First up was press, I've never done a real max of the press so I calculated it through 5 x weight x 0.0333 + weight and did reps at 80% of this weight.
So 5 x 79.1kg x 0.0333 + 79.1kg = 92.27, took 80% of that which was about 72.5kg and pressed that for "maximum" reps. That added up to 8 reps which then became
8x72.5kgx0.0333+72.5kg = 91.814. Quite similar number indeed.
I was not in the best of shape today, quite frankly I was in shitty form. Atleast when it came to the assistance excersises
Press
20kgx10
20kgx5
40kgx5
60kgx5
70kgx2
72.5kgx8
Dips (super set with chin-ups)
3 1
4 2
3 2
= 15
Chins (super set with Dips)
1 2 3 2 1
1 2 2 1
1 2 2 1
= 21
Post workout comments
I was not in good shape today, and my right arm (which has been bothering me with somewhat tendonitis since the meet on saturday) was bothering me and only became worse when I did chins superset with Dips. I believe the culprit was the dips .

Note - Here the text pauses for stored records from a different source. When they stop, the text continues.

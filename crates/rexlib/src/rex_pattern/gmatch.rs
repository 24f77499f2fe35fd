// Global iteration over a subject
//
// The scan offset only moves forward. After an empty match the next attempt
// at the same offset is made with NOTEMPTY|ANCHORED; if that retry fails the
// offset steps one engine unit and the retry is dropped. An empty match that
// starts where the previous match ended is skipped the same way instead of
// being yielded. Together these guarantee termination for patterns that can
// match the empty string anywhere.

use log::debug;

use super::{Match, Rex, start_offset};
use crate::engine::{AutomataEngine, Engine};
use crate::flags::{CompileFlags, ExecFlags};
use crate::rex_error::{RexError, RexResult};

pub struct GMatch<'r, 's, E: Engine = AutomataEngine> {
    rex: &'r mut Rex<E>,
    subject: &'s [u8],
    eflags: ExecFlags,
    offset: usize,
    retry: bool,
    last_end: Option<usize>,
    done: bool,
}

impl<'r, 's, E: Engine> GMatch<'r, 's, E> {
    pub(crate) fn new(
        rex: &'r mut Rex<E>,
        subject: &'s [u8],
        offset: usize,
        eflags: ExecFlags,
    ) -> Self {
        GMatch {
            rex,
            subject,
            eflags,
            offset,
            retry: false,
            last_end: None,
            done: false,
        }
    }

    fn step(&mut self) -> RexResult<Option<Match<'s>>> {
        loop {
            if self.offset > self.subject.len() {
                return Ok(None);
            }
            let eflags = if self.retry {
                self.eflags | ExecFlags::NOTEMPTY | ExecFlags::ANCHORED
            } else {
                self.eflags
            };

            if !self.rex.execute(self.subject, self.offset, eflags)? {
                if self.retry {
                    // The forced non-empty attempt failed: step over one unit.
                    self.retry = false;
                    self.offset = self.rex.advance(self.subject, self.offset);
                    continue;
                }
                return Ok(None);
            }

            let m = self.rex.current_match(self.subject)?;
            self.offset = m.end();
            if m.is_empty() {
                self.retry = true;
                if self.last_end == Some(m.start()) {
                    continue;
                }
            } else {
                self.retry = false;
            }
            self.last_end = Some(m.end());
            return Ok(Some(m));
        }
    }
}

impl<'s, E: Engine> Iterator for GMatch<'_, 's, E> {
    type Item = RexResult<Match<'s>>;

    fn next(&mut self) -> Option<Self::Item> {
        if self.done {
            return None;
        }
        match self.step() {
            Ok(Some(m)) => Some(Ok(m)),
            Ok(None) => {
                self.done = true;
                None
            }
            Err(err) => {
                debug!("gmatch stopped at offset {}: {}", self.offset, err);
                self.done = true;
                Some(Err(err))
            }
        }
    }
}

impl<E: Engine> Rex<E> {
    /// Lazily iterate over every match from `init` (1-based) to the end.
    pub fn gmatch<'r, 's, S: AsRef<[u8]> + ?Sized>(
        &'r mut self,
        subject: &'s S,
        init: i64,
        eflags: ExecFlags,
    ) -> GMatch<'r, 's, E> {
        let subject = subject.as_ref();
        let offset = start_offset(init, subject.len());
        GMatch::new(self, subject, offset, eflags)
    }
}

/// Compile `pattern` and collect every match in `subject`.
pub fn gmatch<'s, S: AsRef<[u8]> + ?Sized>(
    pattern: &str,
    subject: &'s S,
    cflags: impl Into<CompileFlags>,
    eflags: ExecFlags,
) -> RexResult<Vec<Match<'s>>> {
    let mut rex = Rex::<AutomataEngine>::new(pattern, cflags)?;
    let matches = rex
        .gmatch(subject, 1, eflags)
        .collect::<Result<Vec<_>, RexError>>();
    matches
}
// Compiled pattern handle and the execution primitive
//
// A Rex owns one compiled pattern plus the result of its most recent
// execution. Every execution starts by dropping the previous match state and
// error, so at most one match state is alive per handle. The higher level
// operations live in the submodules:
// - matcher: find / match / exec / tfind (one execution)
// - gmatch:  global iteration with the empty-match retry policy
// - gsub:    substitution driven by gmatch
// - split:   gaps between gmatch results
// - dfa:     match-all / partial execution

mod dfa;
mod gmatch;
mod gsub;
mod match_state;
mod matcher;
mod split;

pub use dfa::DfaMatch;
pub use gmatch::{GMatch, gmatch};
pub use gsub::{Gsub, Repl, ReplFn, gsub};
pub use match_state::{CaptureSlot, Match, MatchState};
pub use matcher::{Exec, Found, find, r#match};
pub use split::{Split, SplitPiece, split};

use log::{debug, trace};

use crate::engine::{AutomataEngine, Engine};
use crate::flags::{CompileFlags, ExecFlags};
use crate::rex_error::{EngineError, RexError, RexResult};
use crate::rex_option::RexOption;

pub const REX_TYPENAME: &str = "rex_regex";

pub struct Rex<E: Engine = AutomataEngine> {
    engine: Option<E>,
    state: Option<MatchState>,
    error: Option<EngineError>,
    default_eflags: ExecFlags,
    freed: bool,
}

impl Rex<AutomataEngine> {
    /// Compile `pattern` with the default options. `cflags` is either a
    /// numeric mask (`CompileFlags`, `u32`) or shorthand such as `"im"`.
    pub fn new(pattern: &str, cflags: impl Into<CompileFlags>) -> RexResult<Self> {
        Self::with_option(pattern, cflags, &RexOption::default())
    }
}

impl<E: Engine> Rex<E> {
    pub fn with_option(
        pattern: &str,
        cflags: impl Into<CompileFlags>,
        option: &RexOption,
    ) -> RexResult<Self> {
        let cflags = cflags.into() | option.default_cflags;
        let engine = E::compile(pattern, cflags, option).map_err(|err| {
            debug!("compile of {:?} failed: {}", pattern, err);
            RexError::Compile(err)
        })?;
        Ok(Rex {
            engine: Some(engine),
            state: None,
            error: None,
            default_eflags: option.default_eflags,
            freed: false,
        })
    }

    /// Number of explicit capture groups.
    pub fn capture_count(&self) -> RexResult<usize> {
        Ok(self.engine()?.capture_count())
    }

    /// Offsets of the last successful execution.
    pub fn match_state(&self) -> RexResult<&MatchState> {
        if self.freed {
            return Err(RexError::Released);
        }
        self.state.as_ref().ok_or(RexError::NoMatchState)
    }

    /// Error of the last execution, if it failed.
    pub fn last_error(&self) -> Option<&EngineError> {
        self.error.as_ref()
    }

    pub fn is_released(&self) -> bool {
        self.freed
    }

    /// Drop the compiled pattern, match state and error. Safe to call any
    /// number of times; only the first call releases anything.
    pub fn release(&mut self) {
        if !self.freed {
            self.freed = true;
            self.engine = None;
            self.state = None;
            self.error = None;
        }
    }

    pub(crate) fn engine(&self) -> RexResult<&E> {
        self.engine.as_ref().ok_or(RexError::Released)
    }

    /// Run the engine once at byte `offset`. Ok(true) leaves the capture
    /// table in `self.state`; Ok(false) is "no match"; an engine failure is
    /// kept in `self.error` and returned as `RexError::Exec`.
    pub(crate) fn execute(
        &mut self,
        subject: &[u8],
        offset: usize,
        eflags: ExecFlags,
    ) -> RexResult<bool> {
        self.state = None;
        self.error = None;
        let eflags = eflags | self.default_eflags;
        let engine = self.engine.as_mut().ok_or(RexError::Released)?;
        trace!("exec at {} flags 0x{:x}", offset, eflags.bits());
        match engine.exec(subject, offset, eflags) {
            Ok(Some(slots)) => {
                self.state = Some(MatchState::new(slots));
                Ok(true)
            }
            Ok(None) => Ok(false),
            Err(err) => {
                self.error = Some(err.clone());
                Err(RexError::Exec(err))
            }
        }
    }

    /// Offset of the next engine unit, used to step over a stalled position.
    pub(crate) fn advance(&self, subject: &[u8], offset: usize) -> usize {
        match &self.engine {
            Some(engine) => engine.advance(subject, offset),
            None => offset + 1,
        }
    }

    pub(crate) fn current_match<'s>(&self, subject: &'s [u8]) -> RexResult<Match<'s>> {
        Ok(Match::new(subject, self.match_state()?))
    }
}

impl<E: Engine> Drop for Rex<E> {
    fn drop(&mut self) {
        self.release();
    }
}

impl<E: Engine> std::fmt::Display for Rex<E> {
    fn fmt(&self, f: &mut std::fmt::Formatter<'_>) -> std::fmt::Result {
        if self.freed {
            write!(f, "{} (deleted)", REX_TYPENAME)
        } else {
            write!(f, "{} ({:p})", REX_TYPENAME, self)
        }
    }
}

impl<E: Engine> std::fmt::Debug for Rex<E> {
    fn fmt(&self, f: &mut std::fmt::Formatter<'_>) -> std::fmt::Result {
        f.debug_struct("Rex")
            .field("state", &self.state)
            .field("error", &self.error)
            .field("freed", &self.freed)
            .finish()
    }
}

/// Convert a 1-based `init` (negative counts from the end) into a byte
/// offset. The result may exceed `len`; callers treat that as "no result".
pub fn start_offset(init: i64, len: usize) -> usize {
    if init > 0 {
        (init - 1) as usize
    } else if init < 0 {
        let back = init.unsigned_abs() as usize;
        len.saturating_sub(back)
    } else {
        0
    }
}

/// `version()` of the default engine as `(major, minor, micro)`.
pub fn version() -> (u32, u32, u32) {
    AutomataEngine::version()
}

/// `version()` formatted as `major.minor.micro`.
pub fn version_string() -> String {
    let (major, minor, micro) = version();
    let mut buffer = itoa::Buffer::new();
    let mut out = String::with_capacity(16);
    out.push_str(buffer.format(major));
    out.push('.');
    out.push_str(buffer.format(minor));
    out.push('.');
    out.push_str(buffer.format(micro));
    out
}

I was supposed to do it light on the assistance excersises, but as it was bodyweight excersises and im heavy as fuck it kinda became to heavy.
I wasnt supposed to do the assistance excersise as a super set either, but I was in a hurry. Stupid.
After the workout I went to a dinner with my department with a few too many drinks. My plan was to calculate real rm squats tomorrow but I think I'll postpone that till thursday.